For the sprinters the final climb is hard work and if Nacer Bouhanni won in 2015 this was in the summer when many more riders have their climbing legs. Still a test for Dylan Groenwegen, Arnaud Démare is in good shape and the likes of Matteo Trentin and Magnus Cort Nielsen get the nod again.

Arnaud Démare, Dylan Groenewegen
Trentin, Cort Nielsen, Naesen, Theuns, Garcia Cortina

Weather: cloudy and a top temperature of 13°C. We’re in mistral country, the area is blasted by this wind for over one hundred days a year but calm conditions are forecast.

TV: You should find it on the same channel as you watch the Tour de France.
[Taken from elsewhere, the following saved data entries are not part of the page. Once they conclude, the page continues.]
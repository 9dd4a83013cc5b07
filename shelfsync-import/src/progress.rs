//! Sync progress reporting.

/// Trait for receiving sync progress updates.
pub trait ImportProgress {
    /// Called when a phase starts (e.g., "Reading batch-2026-03.csv").
    fn on_phase(&self, message: &str);

    /// Called after each image job finishes.
    fn on_image(&self, current: usize, total: usize, name: &str);

    /// Called when a batch is complete.
    fn on_complete(&self, message: &str);
}

/// A no-op progress reporter that discards all updates.
pub struct SilentProgress;

impl ImportProgress for SilentProgress {
    fn on_phase(&self, _message: &str) {}
    fn on_image(&self, _current: usize, _total: usize, _name: &str) {}
    fn on_complete(&self, _message: &str) {}
}

/// A progress reporter that logs to the `log` crate.
pub struct LogProgress;

impl ImportProgress for LogProgress {
    fn on_phase(&self, message: &str) {
        log::info!("{}", message);
    }

    fn on_image(&self, current: usize, total: usize, name: &str) {
        if current.is_multiple_of(100) || current == total {
            log::info!("  [{}/{}] {}", current, total, name);
        }
    }

    fn on_complete(&self, message: &str) {
        log::info!("{}", message);
    }
}
//! Terminal progress display for sync runs.

use std::cell::RefCell;

use indicatif::{ProgressBar, ProgressDrawTarget, ProgressStyle};
use owo_colors::OwoColorize;
use owo_colors::Stream::Stdout;
use shelfsync_import::ImportProgress;

/// Shows phases as log lines and image conversion as a progress bar.
///
/// A fresh bar is created for each batch's image phase and cleared when the
/// last image finishes.
pub(crate) struct BarProgress {
    quiet: bool,
    bar: RefCell<Option<ProgressBar>>,
}

impl BarProgress {
    pub(crate) fn new(quiet: bool) -> Self {
        Self {
            quiet,
            bar: RefCell::new(None),
        }
    }

    fn new_bar(&self, total: usize) -> ProgressBar {
        let bar = ProgressBar::with_draw_target(
            Some(total as u64),
            if self.quiet {
                ProgressDrawTarget::hidden()
            } else {
                ProgressDrawTarget::stderr()
            },
        );
        let style = ProgressStyle::with_template(
            "  {spinner:.cyan} [{bar:30.cyan/blue}] {pos}/{len} {wide_msg}",
        )
        .unwrap_or_else(|_| ProgressStyle::default_bar());
        bar.set_style(style.progress_chars("=> "));
        bar
    }
}

impl ImportProgress for BarProgress {
    fn on_phase(&self, message: &str) {
        let line = || {
            log::info!(
                "{}",
                message.if_supports_color(Stdout, |t| t.dimmed())
            )
        };
        match self.bar.borrow().as_ref() {
            Some(bar) => bar.suspend(line),
            None => line(),
        }
    }

    fn on_image(&self, current: usize, total: usize, name: &str) {
        let mut slot = self.bar.borrow_mut();
        let bar = slot.get_or_insert_with(|| self.new_bar(total));
        bar.set_position(current as u64);
        bar.set_message(name.to_string());
        if current >= total {
            bar.finish_and_clear();
            *slot = None;
        }
    }

    fn on_complete(&self, _message: &str) {
        if let Some(bar) = self.bar.borrow_mut().take() {
            bar.finish_and_clear();
        }
    }
}
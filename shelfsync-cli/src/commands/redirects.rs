use owo_colors::OwoColorize;
use owo_colors::Stream::Stdout;
use shelfsync_catalog::types::EntityType;

use crate::CliError;
use crate::settings::Settings;

use super::{open_existing_catalog, truncate_str};

pub(crate) fn run_redirects(
    settings: &Settings,
    entity: Option<EntityType>,
) -> Result<(), CliError> {
    let Some(conn) = open_existing_catalog(settings)? else {
        return Ok(());
    };

    let redirects = shelfsync_db::list_redirects(&conn, entity)
        .map_err(|e| CliError::database(format!("Failed to list redirects: {}", e)))?;

    if redirects.is_empty() {
        log::info!("No redirects recorded.");
        return Ok(());
    }

    log::info!(
        "{}",
        format!(
            "{:<10} {:<20} {:<32} {:<32} {}",
            "Type", "Entity", "Old slug", "New slug", "Created"
        )
        .if_supports_color(Stdout, |t| t.bold())
    );
    for r in &redirects {
        log::info!(
            "{:<10} {:<20} {:<32} {:<32} {}",
            r.entity_type.as_str(),
            truncate_str(&r.entity_key, 20),
            truncate_str(&r.old_slug, 32),
            truncate_str(&r.new_slug, 32),
            r.created_at.if_supports_color(Stdout, |t| t.dimmed()),
        );
    }
    crate::log_blank();
    log::info!("{} redirect(s)", redirects.len());
    Ok(())
}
It’s on Eurosport and you can rely on Cyclingfans and for links to feeds and streams. The finish is later than usual, a predicted 5.10pm.

23 thoughts on “Paris-Nice Stage 5 Preview”

  1. It is always fun wen a race goes over your local climb and today it is Lagarde d’Apt The climb is fairly regular with about 4 hairpins which ramp up to 11%. The road surface is typical of the region and smooth, but drags on your wheels. The weather is not exactly Provencal and the temperature by my front door is currently 6 degrees with a few clouds the sky. The wind we have had over the past few days has dropped – for the moment. The climb leads onto the Plateau d’Albion where the road becomes suspiciously wide and well surfaced. This is because he ground-based component of the French nuclear deterrent was located on the Plateau d’Albion in the Cold War. Because of the low population density and subsoil suitable for anchoring the underground missile silos and withstanding the shock wave in the event of a nuclear attack. Eighteen underground missile silos (launch facilities) and two missile launch control centres were built between 1966 and 1971. The facilities were shutdown in 1997. The last missile stages were removed in December 1997, and the last nuclear warhead in February 1998. One of the former launch sites is now a Michelin starred restaurant. All that aside it is a great region to ride a bike.